Identifying the cause-and-effect mechanism behind the drug-disease associations is a challenging task. Recent studies indicate that microRNAs (miRNAs) play critical roles in human diseases. Targeting specific miRNAs with drugs to treat diseases provides a new aspect for drug repositioning. Drug repositioning provides a way to identify new clinical applications for approved drugs. Drug discovery is expensive and complicated. Therefore, computational methods are necessary for predicting the potential associations between drugs and diseases based on the target miRNAs. Our approach bilateral-inductive matrix completion (BIMC) performed two rounds of inductive matrix completion algorithm, one on the drug-miRNA and another on the miRNA-disease, association matrices, and integrated the results for predicting the drug-disease relationships through the target miRNAs. The fundamental idea of inductive matrix completion (IMC) is to fill the unknown entries of the association matrices by utilizing existing associations and side information. In our study, the integrated similarities of drugs, miRNAs, and diseases were utilized as side information. Our method predicts drug-miRNA and miRNA-disease associations, as intermediate results. To estimate the performance of our approach, we conducted leave-one-out cross-validation (LOOCV) experiments. The method could achieve AUC scores of 0.792, 0.759, and 0.791 in drug-disease, drug-miRNA, and miRNA-diseases association predictions. The results and case studies indicate the prediction ability of our method, and it is superior to previous models with high robustness. The proposed approach predicts new drug-disease relationships and the causal miRNAs. The top predicted relationships are the promising candidates, and they are released for further biological tests.

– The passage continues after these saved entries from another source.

// ABOUTME: HTTP control endpoint built from a service registry
//
// Every service gets `/`, `/start`, `/pause` (alias `/stop`), `/restart`, `/mute`
// and `/unmute` under `/<id>`. With a single registered service the same routes
// are also served at the root. Trailing slashes are trimmed before routing and
// a plain GET on a service root can be upgraded to the push channel.

use std::any::Any;
use std::sync::Arc;

use axum::extract::ws::WebSocketUpgrade;
use axum::extract::{Request, State};
use axum::http::StatusCode;
use axum::response::{IntoResponse, Response};
use axum::routing::{any, get};
use axum::{Json, Router, ServiceExt};
use thiserror::Error;
use tokio::net::TcpListener;
use tower_http::catch_panic::CatchPanicLayer;
use tower_http::normalize_path::NormalizePath;
use tower_http::trace::TraceLayer;
use tracing::{error, info};

use super::messages::ErrorBody;
use super::push;
use super::service::{ControlledService, ServiceError, ServiceRegistry, ServiceStatus};

type SharedService = Arc<dyn ControlledService>;

/// Errors rendered as `{ "error": "<message>" }`
#[derive(Error, Debug)]
pub enum ApiError {
    /// A service operation failed
    #[error(transparent)]
    Service(#[from] ServiceError),

    /// No route matched
    #[error("not found")]
    NotFound,

    /// A handler panicked
    #[error("internal error")]
    Internal,
}

impl ApiError {
    const fn status_code(&self) -> StatusCode {
        match self {
            Self::Service(ServiceError::Unsupported { .. }) => StatusCode::NOT_IMPLEMENTED,
            Self::Service(_) | Self::Internal => StatusCode::INTERNAL_SERVER_ERROR,
            Self::NotFound => StatusCode::NOT_FOUND,
        }
    }
}

impl IntoResponse for ApiError {
    fn into_response(self) -> Response {
        let status = self.status_code();
        if status.is_server_error() {
            error!(status = %status, error = %self, "Control request failed");
        }
        (status, Json(ErrorBody { error: self.to_string() })).into_response()
    }
}

/// Control endpoint application, ready to serve or to drive with `oneshot`
pub fn app(registry: &ServiceRegistry) -> NormalizePath<Router> {
    let mut router = Router::new();

    for (id, service) in registry.iter() {
        router = router.nest(&format!("/{id}"), service_routes(Arc::clone(service)));
    }

    router = match registry.single() {
        Some(service) => router.merge(service_routes(Arc::clone(service))),
        None => router.merge(
            Router::new()
                .route("/", get(overview))
                .with_state(registry.clone()),
        ),
    };

    let router = router
        .fallback(not_found)
        .layer(CatchPanicLayer::custom(panic_response))
        .layer(TraceLayer::new_for_http());

    NormalizePath::trim_trailing_slash(router)
}

/// Serve the control endpoint until `shutdown` resolves
pub async fn serve<F>(listener: TcpListener, registry: &ServiceRegistry, shutdown: F) -> std::io::Result<()>
where
    F: std::future::Future<Output = ()> + Send + 'static,
{
    let services: Vec<&str> = registry.iter().map(|(id, _)| id).collect();
    info!(addr = %listener.local_addr()?, services = ?services, "Control endpoint listening");

    let app = app(registry);
    axum::serve(listener, ServiceExt::<Request>::into_make_service(app))
        .with_graceful_shutdown(shutdown)
        .await
}

fn service_routes(service: SharedService) -> Router {
    Router::new()
        .route("/", any(status_or_push))
        .route("/start", any(start))
        .route("/pause", any(pause))
        .route("/stop", any(pause))
        .route("/restart", any(restart))
        .route("/mute", any(mute))
        .route("/unmute", any(unmute))
        .with_state(service)
}

async fn overview(State(registry): State<ServiceRegistry>) -> impl IntoResponse {
    Json(registry.statuses().await)
}

async fn status_or_push(
    State(service): State<SharedService>,
    upgrade: Option<WebSocketUpgrade>,
) -> Response {
    match upgrade {
        Some(upgrade) => upgrade.on_upgrade(move |socket| push::serve_socket(socket, service)),
        None => Json(service.status().await).into_response(),
    }
}

async fn start(State(service): State<SharedService>) -> Result<Json<ServiceStatus>, ApiError> {
    Ok(Json(service.start().await?))
}

async fn pause(State(service): State<SharedService>) -> Result<Json<ServiceStatus>, ApiError> {
    Ok(Json(service.pause().await?))
}

async fn restart(State(service): State<SharedService>) -> Result<impl IntoResponse, ApiError> {
    if !service.supports_restart() {
        return Err(ServiceError::Unsupported {
            service: service.name().to_string(),
            operation: "restart",
        }
        .into());
    }

    push::spawn_restart(service);
    Ok((StatusCode::ACCEPTED, Json(serde_json::json!({ "restarting": true }))))
}

async fn mute(State(service): State<SharedService>) -> Json<ServiceStatus> {
    service.mute();
    Json(service.status().await)
}

async fn unmute(State(service): State<SharedService>) -> Json<ServiceStatus> {
    service.unmute();
    Json(service.status().await)
}

async fn not_found() -> ApiError {
    ApiError::NotFound
}

fn panic_response(panic: Box<dyn Any + Send + 'static>) -> Response {
    let detail = panic
        .downcast_ref::<String>()
        .cloned()
        .or_else(|| panic.downcast_ref::<&str>().map(ToString::to_string))
        .unwrap_or_else(|| "unknown panic".to_string());
    error!(panic = %detail, "Control handler panicked");
    ApiError::Internal.into_response()
}
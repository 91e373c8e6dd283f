// ABOUTME: Control channel: HTTP endpoint, push channel and status aggregation
//
// Key components:
// - service: ControlledService capability trait and the ServiceRegistry
// - server: axum router with per-service routes, 404 fallback and panic boundary
// - push: WebSocket push of sync events and client commands
// - messages: JSON bodies shared by server and push channel
// - status_hub: aggregate status of several control endpoints

pub mod messages;
pub mod push;
pub mod server;
pub mod service;
pub mod status_hub;

pub use messages::{ClientCommand, ErrorBody, PushMessage};
pub use server::{app, serve, ApiError};
pub use service::{ControlledService, ProcessStatus, ServiceError, ServiceRegistry, ServiceStatus};
pub use status_hub::{StatusHub, StatusHubError, TargetStatus};
// ABOUTME: Library crate for syncgate exposing the supervisor, flow control, relay and control endpoint

//! Operational sidecar for a chain full node.
//!
//! - [`supervisor`]: owns one external executable and turns its output into lines
//! - [`sync`]: extracts block/epoch events and drives pause and hard-fork decisions
//! - [`relay`]: multi-listener TCP relay with a drainable connection registry
//! - [`control`]: HTTP control endpoint and push channel over a service registry
//! - [`services`]: the node, relay and helper services exposed through [`control`]

pub mod control;
pub mod logging;
pub mod relay;
pub mod services;
pub mod supervisor;
pub mod sync;
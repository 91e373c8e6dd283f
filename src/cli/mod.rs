// ABOUTME: CLI argument parsing and command routing for syncgate
//
// One subcommand per deployable role:
// - node: supervise the chain node with flow control
// - relay: multi-target TCP relay with pause/drain
// - helper: supervise an external relay executable
// - combined: node and relay in one process
// - status: aggregate the status of other control endpoints
//
// Every flag falls back to an environment variable of the same meaning.

pub mod combined;
pub mod helper;
pub mod node;
pub mod relay;
pub mod status;
pub mod util;

use std::path::PathBuf;
use std::sync::Arc;
use std::time::Duration;

use anyhow::{Context, Result};
use clap::{Parser, Subcommand};
use syncgate::logging::LogFormat;
use syncgate::relay::{RelayTable, TcpRelay};
use syncgate::services::NodeOptions;
use syncgate::sync::{CheckpointStore, PauseTarget, StateDirs, VersionTable, DEFAULT_SYNC_PATTERN};

/// Node sidecar: supervises a chain node, relays its peer traffic and pauses
/// sync while an indexer catches up
#[derive(Parser)]
#[command(name = "syncgate")]
#[command(author, version, about, long_about = None)]
pub struct Cli {
    #[command(subcommand)]
    pub command: Commands,

    /// Log line format
    #[arg(long, global = true, env = "LOG_FORMAT", default_value = "text")]
    pub log_format: LogFormat,
}

/// Available CLI commands
#[derive(Subcommand)]
pub enum Commands {
    /// Run the node under supervision with epoch pauses and hard-fork switching
    Node(NodeArgs),

    /// Run the multi-target TCP relay
    Relay(RelayArgs),

    /// Run an external relay executable under supervision
    Helper(HelperArgs),

    /// Run the node and the relay in one process
    Combined(CombinedArgs),

    /// Serve the aggregated status of other control endpoints
    Status(StatusArgs),
}

/// Where the control endpoint listens
#[derive(clap::Args)]
pub struct ControlArgs {
    /// Control endpoint bind host
    #[arg(long, env = "HOST", default_value = "0.0.0.0")]
    pub host: String,

    /// Control endpoint port (defaults depend on the command)
    #[arg(long, env = "PORT")]
    pub port: Option<u16>,
}

/// Node binary, its data and flow control settings
#[derive(clap::Args)]
pub struct NodeConfig {
    /// Node binary used when no version table is given
    #[arg(long, env = "NODE", default_value = "namada")]
    pub node: String,

    /// Arguments passed to the node, whitespace separated
    #[arg(long, env = "NODE_ARGS", default_value = "node ledger run")]
    pub node_args: String,

    /// Hard-fork version table: height=binary[,height=binary...], must start at 0
    #[arg(long, env = "NODE_VERSIONS")]
    pub node_versions: Option<String>,

    /// Chain whose state directories are wiped on restart
    #[arg(long, env = "CHAIN_ID", default_value = "housefire-reduce.e51ecf4264fc3")]
    pub chain_id: String,

    /// Node base directory holding one directory per chain
    #[arg(long, env = "DATA_DIR", default_value = "/home/namada/.local/share/namada")]
    pub data_dir: PathBuf,

    /// Regex with two capture groups: block height, then epoch
    #[arg(long, env = "SYNC_PATTERN", default_value = DEFAULT_SYNC_PATTERN)]
    pub sync_pattern: String,

    /// Persist epoch and version here across restarts
    #[arg(long, env = "STATE_FILE")]
    pub state_file: Option<PathBuf>,

    /// Delay between relay pause attempts in milliseconds
    #[arg(long, env = "PAUSE_RETRY_MS", default_value_t = 1000)]
    pub pause_retry_ms: u64,
}

impl NodeConfig {
    /// Validate and turn into service options
    pub fn options(&self, pause_target: Option<Arc<dyn PauseTarget>>) -> Result<NodeOptions> {
        let versions = match &self.node_versions {
            Some(table) => VersionTable::parse(table).context("Invalid NODE_VERSIONS")?,
            None => VersionTable::single(&self.node).context("Invalid NODE")?,
        };

        Ok(NodeOptions {
            name: "node".to_string(),
            args: self.node_args.split_whitespace().map(ToString::to_string).collect(),
            versions,
            sync_pattern: self.sync_pattern.clone(),
            state_dirs: StateDirs::new(&self.data_dir, &self.chain_id),
            pause_target,
            retry_delay: Duration::from_millis(self.pause_retry_ms),
            checkpoint: self.state_file.as_ref().map(CheckpointStore::new),
        })
    }
}

/// Relay routes and connection settings
#[derive(clap::Args)]
pub struct RelayConfig {
    /// Routes: LPORT=RHOST:RPORT[,LPORT=RHOST:RPORT]*
    #[arg(long, env = "CONFIG")]
    pub config: String,

    /// Host the relay listeners bind to
    #[arg(long, env = "LISTEN_HOST", default_value = "0.0.0.0")]
    pub listen_host: String,

    /// Outbound connect timeout in seconds
    #[arg(long, env = "CONNECT_TIMEOUT_SECS", default_value_t = 10)]
    pub connect_timeout_secs: u64,
}

impl RelayConfig {
    /// Validate the route table and build the relay
    pub fn relay(&self) -> Result<TcpRelay> {
        let table = RelayTable::parse(&self.config).context("Invalid relay CONFIG")?;
        Ok(TcpRelay::new(
            table,
            self.listen_host.clone(),
            Duration::from_secs(self.connect_timeout_secs),
        ))
    }
}

/// Arguments for the node command
#[derive(clap::Args)]
pub struct NodeArgs {
    #[command(flatten)]
    pub control: ControlArgs,

    #[command(flatten)]
    pub node: NodeConfig,

    /// Control endpoint of the relay to pause on each new epoch, e.g. http://sync-proxy:25552
    #[arg(long, env = "RELAY_CONTROL")]
    pub relay_control: Option<String>,
}

/// Arguments for the relay command
#[derive(clap::Args)]
pub struct RelayArgs {
    #[command(flatten)]
    pub control: ControlArgs,

    #[command(flatten)]
    pub relay: RelayConfig,
}

/// Arguments for the helper command
#[derive(clap::Args)]
pub struct HelperArgs {
    #[command(flatten)]
    pub control: ControlArgs,

    /// Relay executable to supervise
    #[arg(long, env = "PROXY", default_value = "simpleproxy")]
    pub proxy: String,

    /// Local address the helper listens on
    #[arg(long, env = "LOCAL", default_value = ":26657")]
    pub local: String,

    /// Remote address the helper forwards to
    #[arg(long, env = "REMOTE", default_value = "node:26657")]
    pub remote: String,
}

/// Arguments for the combined command
#[derive(clap::Args)]
pub struct CombinedArgs {
    #[command(flatten)]
    pub control: ControlArgs,

    #[command(flatten)]
    pub node: NodeConfig,

    #[command(flatten)]
    pub relay: RelayConfig,
}

/// Arguments for the status command
#[derive(clap::Args)]
pub struct StatusArgs {
    #[command(flatten)]
    pub control: ControlArgs,

    /// Endpoints to query: name=url[,name=url...]
    #[arg(
        long,
        env = "TARGETS",
        default_value = "index=http://rpc-proxy:25550,node=http://node:25551,sync=http://sync-proxy:25552"
    )]
    pub targets: String,

    /// Per-target request timeout in seconds
    #[arg(long, env = "STATUS_TIMEOUT_SECS", default_value_t = 5)]
    pub timeout_secs: u64,
}

#[cfg(test)]
mod tests {
    use super::*;

    #[test]
    fn test_cli_definition_is_valid() {
        use clap::CommandFactory;
        Cli::command().debug_assert();
    }

    #[test]
    fn test_node_defaults() {
        let cli = Cli::try_parse_from(["syncgate", "node"]).unwrap();
        let Commands::Node(args) = cli.command else {
            panic!("expected node command");
        };

        let options = args.node.options(None).unwrap();
        assert_eq!(options.args, vec!["node", "ledger", "run"]);
        assert_eq!(options.versions.base(), "namada");
        assert_eq!(options.sync_pattern, DEFAULT_SYNC_PATTERN);
        assert!(options.checkpoint.is_none());
        assert!(args.relay_control.is_none());
    }

    #[test]
    fn test_node_version_table_must_start_at_zero() {
        let cli = Cli::try_parse_from(["syncgate", "node", "--node-versions", "100=namada-v2"]).unwrap();
        let Commands::Node(args) = cli.command else {
            panic!("expected node command");
        };

        assert!(args.node.options(None).is_err());
    }

    #[test]
    fn test_relay_requires_valid_config() {
        let cli = Cli::try_parse_from(["syncgate", "relay", "--config", "26666=a:1,26666=b:2"]).unwrap();
        let Commands::Relay(args) = cli.command else {
            panic!("expected relay command");
        };

        let err = args.relay.relay().err().unwrap();
        assert!(format!("{err:#}").contains("Duplicate local port in config: 26666"));
    }
}
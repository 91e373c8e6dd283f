// ABOUTME: `relay` command: multi-target TCP relay with pause/drain behind a control endpoint

use anyhow::{Context, Result};
use std::sync::Arc;

use super::util::{bind_control, shutdown_signal};
use super::RelayArgs;
use syncgate::control::{serve, ControlledService, ServiceRegistry};
use syncgate::services::RelayService;

const DEFAULT_PORT: u16 = 25552;

/// Execute the relay command
pub async fn execute(args: RelayArgs) -> Result<()> {
    let relay = Arc::new(args.relay.relay()?);
    relay.start().await.context("Failed to start relay listeners")?;

    let listener = bind_control(&args.control, DEFAULT_PORT).await?;
    let service = Arc::new(RelayService::new("sync", relay));
    let registry = ServiceRegistry::new().with("sync", service as Arc<dyn ControlledService>);

    serve(listener, &registry, shutdown_signal())
        .await
        .context("Control endpoint failed")
}
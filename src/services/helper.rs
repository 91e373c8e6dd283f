// ABOUTME: An external helper executable (e.g. simpleproxy) as a controlled service
//
// Output is only logged. Stopping uses SIGKILL since such helpers do not exit
// cleanly on SIGTERM, and status comes from the process table.

use async_trait::async_trait;
use std::sync::Arc;
use tokio::sync::Mutex;

use crate::control::{ControlledService, ProcessStatus, ServiceError, ServiceStatus};
use crate::supervisor::{
    LivenessProbe, LogOnly, MuteHandle, ProcessSpec, ProcessSupervisor, StopStrategy,
};

/// Supervised helper process without flow control
pub struct HelperService {
    name: String,
    supervisor: Mutex<ProcessSupervisor>,
    liveness: LivenessProbe,
    mute: MuteHandle,
}

impl HelperService {
    /// Supervise `spec` with the force-kill stop strategy
    pub fn new(spec: ProcessSpec) -> Self {
        let name = spec.name.clone();
        let supervisor = ProcessSupervisor::new(spec, StopStrategy::ForceKill, Arc::new(LogOnly));
        let mute = supervisor.mute_handle();
        let liveness = supervisor.liveness_probe();
        Self {
            name,
            supervisor: Mutex::new(supervisor),
            liveness,
            mute,
        }
    }

    /// Stop the helper if it is running
    pub async fn shutdown(&self) -> Result<(), ServiceError> {
        self.supervisor.lock().await.stop().await?;
        Ok(())
    }
}

#[async_trait]
impl ControlledService for HelperService {
    fn name(&self) -> &str {
        &self.name
    }

    async fn status(&self) -> ServiceStatus {
        let running = self.liveness.is_alive().await;
        ServiceStatus::Process(ProcessStatus {
            running,
            flow: None,
        })
    }

    async fn start(&self) -> Result<ServiceStatus, ServiceError> {
        self.supervisor.lock().await.start().await?;
        Ok(self.status().await)
    }

    async fn pause(&self) -> Result<ServiceStatus, ServiceError> {
        self.supervisor.lock().await.stop().await?;
        Ok(self.status().await)
    }

    fn mute(&self) {
        self.mute.mute();
    }

    fn unmute(&self) {
        self.mute.unmute();
    }
}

确定药物-疾病关联背后的因果机制是一项具有挑战性的任务。最近的研究表明,microRNAs (miRNAs) 在人类疾病中发挥着关键作用。用药物靶向特定的 miRNAs 来治疗疾病为药物重新定位提供了一个新的方面。药物重新定位为鉴定已批准药物的新临床应用提供了一种方法。药物发现既昂贵又复杂。因此,需要计算方法来预测基于靶 miRNAs 的药物和疾病之间的潜在关联。我们的双边诱导矩阵完成(BIMC)方法进行了两轮诱导矩阵完成算法,一轮在药物-miRNA 关联矩阵上,另一轮在 miRNA-疾病关联矩阵上,并通过靶 miRNAs 整合结果来预测药物-疾病关系。诱导矩阵完成(IMC)的基本思想是通过利用现有关联和辅助信息来填充关联矩阵的未知项。在我们的研究中,药物、miRNAs 和疾病的综合相似性被用作辅助信息。我们的方法预测药物-miRNA 和 miRNA-疾病关联,作为中间结果。为了评估我们方法的性能,我们进行了留一交叉验证(LOOCV)实验。该方法在药物-疾病、药物-miRNA 和 miRNA-疾病关联预测中可达到 0.792、0.759 和 0.791 的 AUC 得分。结果和案例研究表明了我们方法的预测能力,它具有较高的稳健性,优于以前的模型。所提出的方法预测新的药物-疾病关系和因果 miRNAs。预测的顶级关系是有前途的候选者,它们被释放出来进行进一步的生物学测试。